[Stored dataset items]
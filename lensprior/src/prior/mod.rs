//! Prior variants and their common entry point.
//!
//! A run's configuration names one variant (`bnn_prior_class`); every variant
//! turns the declarative component specs into one internally consistent
//! [`Sample`] per call:
//!
//! * [`DiagonalPrior`]: independent draws only
//! * [`DiagonalCosmoPrior`]: independent draws plus redshifts, velocity
//!   dispersion and line-of-sight terms in `misc`
//! * [`CovPrior`]: independent draws with one jointly normal block of
//!   parameters
//! * [`EmpiricalPrior`]: the redshift → kinematics → luminosity → size chain
//!   of empirical relations, with independent draws for everything else
//! * [`PixelSourcePrior`]: independent draws with a pixelated source, with
//!   or without placing the source inside the lens caustics
//!
//! Variants never hold a random generator; callers pass one in, so a batch can
//! be split across threads with one generator per worker.

pub mod compose;
mod cosmo;
mod cov;
mod diagonal;
mod empirical;
mod pixel;

use std::sync::Arc;

use rand::Rng;
use shared::algo::map_in_parallel_chunks;

use crate::config::{PriorClass, PriorConfig};
use crate::error::Result;
use crate::lensing::{CausticSolver, IsothermalCaustics};
use crate::pixel_light::{PixelCatalog, PixelGeometry};
use crate::sample::{Component, Profile, Sample};

pub use compose::{ComponentDraws, WeightedGrid};
pub use cosmo::DiagonalCosmoPrior;
pub use cov::CovPrior;
pub use diagonal::DiagonalPrior;
pub use empirical::{EmpiricalPrior, SOURCE_MAGNITUDE_GRID};
pub use pixel::{PixelFlavor, PixelSourcePrior};

/// Samples drawn per worker chunk in [`BnnPrior::sample_batch`]
pub const BATCH_CHUNK_SIZE: usize = 32;

/// A configured prior of any variant
#[derive(Debug)]
pub enum BnnPrior {
    Diagonal(DiagonalPrior),
    DiagonalCosmo(DiagonalCosmoPrior),
    Cov(CovPrior),
    Empirical(EmpiricalPrior),
    PixelSource(PixelSourcePrior),
}

impl BnnPrior {
    /// Build the variant a configuration names, with the built-in pixel
    /// catalog and caustic solver.
    pub fn from_config(config: &PriorConfig) -> Result<Self> {
        PriorBuilder::new(config).build()
    }

    /// Draw one sample.
    pub fn sample<R: Rng + ?Sized>(&self, rng: &mut R) -> Result<Sample> {
        match self {
            BnnPrior::Diagonal(prior) => prior.sample(rng),
            BnnPrior::DiagonalCosmo(prior) => prior.sample(rng),
            BnnPrior::Cov(prior) => prior.sample(rng),
            BnnPrior::Empirical(prior) => prior.sample(rng),
            BnnPrior::PixelSource(prior) => prior.sample(rng),
        }
    }

    /// Draw `count` samples in parallel.
    ///
    /// Each chunk of [`BATCH_CHUNK_SIZE`] samples owns a generator seeded
    /// from `seed` and the chunk index, so the batch only depends on `seed`.
    pub fn sample_batch(&self, count: usize, seed: u64) -> Result<Vec<Sample>> {
        map_in_parallel_chunks(count, seed, Some(BATCH_CHUNK_SIZE), |rng| self.sample(rng))
    }

    /// Fix the image geometry pixelated profiles are rendered for.
    ///
    /// Only the pixel-source variant uses it; the other variants ignore it.
    pub fn setup_pixel_profiles(&mut self, geometry: PixelGeometry) {
        match self {
            BnnPrior::PixelSource(prior) => prior.setup_pixel_profiles(geometry),
            _ => log::debug!("Prior has no pixelated profiles, ignoring geometry {geometry:?}"),
        }
    }

    fn draws(&self) -> &[ComponentDraws] {
        match self {
            BnnPrior::Diagonal(prior) => prior.draws(),
            BnnPrior::DiagonalCosmo(prior) => prior.draws(),
            BnnPrior::Cov(prior) => prior.draws(),
            BnnPrior::Empirical(prior) => prior.draws(),
            BnnPrior::PixelSource(prior) => prior.draws(),
        }
    }

    /// Active components, in configuration order
    pub fn components(&self) -> Vec<Component> {
        self.draws().iter().map(|d| d.component).collect()
    }

    /// Profile of an active component
    pub fn profile(&self, component: Component) -> Option<Profile> {
        self.draws()
            .iter()
            .find(|d| d.component == component)
            .map(|d| d.profile)
    }

    /// Whether any active component has a pixelated profile
    pub fn has_pixel_profile(&self) -> bool {
        self.draws().iter().any(|d| d.profile.is_pixel())
    }

    /// Active components whose profile carries (e1, e2) ellipticity
    pub fn ellipticity_components(&self) -> Vec<Component> {
        self.draws()
            .iter()
            .filter(|d| d.profile.uses_ellipticity())
            .map(|d| d.component)
            .collect()
    }
}

/// Builder for [`BnnPrior`] with pluggable external collaborators
pub struct PriorBuilder<'a> {
    config: &'a PriorConfig,
    catalog: Option<Arc<dyn PixelCatalog>>,
    solver: Option<Arc<dyn CausticSolver>>,
}

impl<'a> PriorBuilder<'a> {
    pub fn new(config: &'a PriorConfig) -> Self {
        Self {
            config,
            catalog: None,
            solver: None,
        }
    }

    /// Catalog for pixelated sources, instead of the one the configuration
    /// describes
    pub fn pixel_catalog(mut self, catalog: Arc<dyn PixelCatalog>) -> Self {
        self.catalog = Some(catalog);
        self
    }

    /// Caustic solver for the source-near-caustics variant, instead of
    /// [`IsothermalCaustics`]
    pub fn caustic_solver(mut self, solver: Arc<dyn CausticSolver>) -> Self {
        self.solver = Some(solver);
        self
    }

    pub fn build(self) -> Result<BnnPrior> {
        let config = self.config;
        log::debug!(
            "Building {:?} prior for '{}' with components {:?}",
            config.bnn_prior_class,
            config.name,
            config.components
        );
        let pixel = |flavor| {
            let solver = self
                .solver
                .clone()
                .unwrap_or_else(|| Arc::new(IsothermalCaustics::default()));
            PixelSourcePrior::new(config, flavor, self.catalog.clone(), solver).map(BnnPrior::PixelSource)
        };
        match config.bnn_prior_class {
            PriorClass::Diagonal => DiagonalPrior::new(config).map(BnnPrior::Diagonal),
            PriorClass::DiagonalCosmo => DiagonalCosmoPrior::new(config).map(BnnPrior::DiagonalCosmo),
            PriorClass::Cov => CovPrior::new(config).map(BnnPrior::Cov),
            PriorClass::Empirical => EmpiricalPrior::new(config).map(BnnPrior::Empirical),
            PriorClass::GalsimSource => pixel(PixelFlavor::Galsim),
            PriorClass::RealSource => pixel(PixelFlavor::RealSource),
        }
    }
}

#[cfg(test)]
mod tests {
    use super::*;
    use rand::rngs::StdRng;
    use rand::SeedableRng;

    const DIAGONAL: &str = r#"{
        "name": "diagonal",
        "bnn_prior_class": "DiagonalBNNPrior",
        "components": ["lens_mass", "src_light"],
        "bnn_omega": {
            "lens_mass": {
                "profile": "SPEMD",
                "center_x": {"dist": "normal", "mu": 0.0, "sigma": 0.05},
                "center_y": {"dist": "normal", "mu": 0.0, "sigma": 0.05},
                "theta_E": {"dist": "lognormal", "mu": 0.0, "sigma": 0.1},
                "gamma": {"dist": "normal", "mu": 2.0, "sigma": 0.05, "lower": 1.6, "upper": 2.4},
                "q": {"dist": "uniform", "lower": 0.5, "upper": 1.0},
                "phi": {"dist": "uniform", "lower": 0.0, "upper": 3.14159}
            },
            "src_light": {
                "profile": "SERSIC_ELLIPSE",
                "center_x": {"dist": "uniform", "lower": -0.2, "upper": 0.2},
                "center_y": {"dist": "uniform", "lower": -0.2, "upper": 0.2},
                "R_sersic": {"dist": "normal", "mu": 0.3, "sigma": 0.0},
                "n_sersic": {"dist": "normal", "mu": 1.0, "sigma": 0.0},
                "e1": {"dist": "normal", "mu": 0.0, "sigma": 0.1},
                "e2": {"dist": "normal", "mu": 0.0, "sigma": 0.1}
            }
        }
    }"#;

    #[test]
    fn test_builder_dispatches_on_class() {
        let config = PriorConfig::from_json_str(DIAGONAL).unwrap();
        let prior = PriorBuilder::new(&config).build().unwrap();
        assert!(matches!(prior, BnnPrior::Diagonal(_)));
        assert_eq!(prior.components(), vec![Component::LensMass, Component::SrcLight]);
        assert_eq!(prior.profile(Component::LensMass), Some(Profile::Spemd));
        assert_eq!(
            prior.ellipticity_components(),
            vec![Component::LensMass, Component::SrcLight]
        );
        assert!(!prior.has_pixel_profile());
    }

    #[test]
    fn test_batch_is_reproducible() {
        let config = PriorConfig::from_json_str(DIAGONAL).unwrap();
        let prior = BnnPrior::from_config(&config).unwrap();
        let first = prior.sample_batch(70, 5).unwrap();
        let second = prior.sample_batch(70, 5).unwrap();
        assert_eq!(first.len(), 70);
        let theta = |s: &Sample| s.param(Component::LensMass, "theta_E").unwrap();
        for (a, b) in first.iter().zip(&second) {
            assert_eq!(theta(a), theta(b));
        }
        // Chunks own distinct streams
        assert_ne!(theta(&first[0]), theta(&first[BATCH_CHUNK_SIZE]));
    }

    #[test]
    fn test_single_draws_follow_the_seed() {
        let config = PriorConfig::from_json_str(DIAGONAL).unwrap();
        let prior = BnnPrior::from_config(&config).unwrap();
        let mut a = StdRng::seed_from_u64(3);
        let mut b = StdRng::seed_from_u64(3);
        let (sa, sb) = (prior.sample(&mut a).unwrap(), prior.sample(&mut b).unwrap());
        assert_eq!(sa.flatten(), sb.flatten());
    }
}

**Your assignment**
Say how many lines of the entries hold the string "worker". Nothing but the number should be given.

**Answer section**
2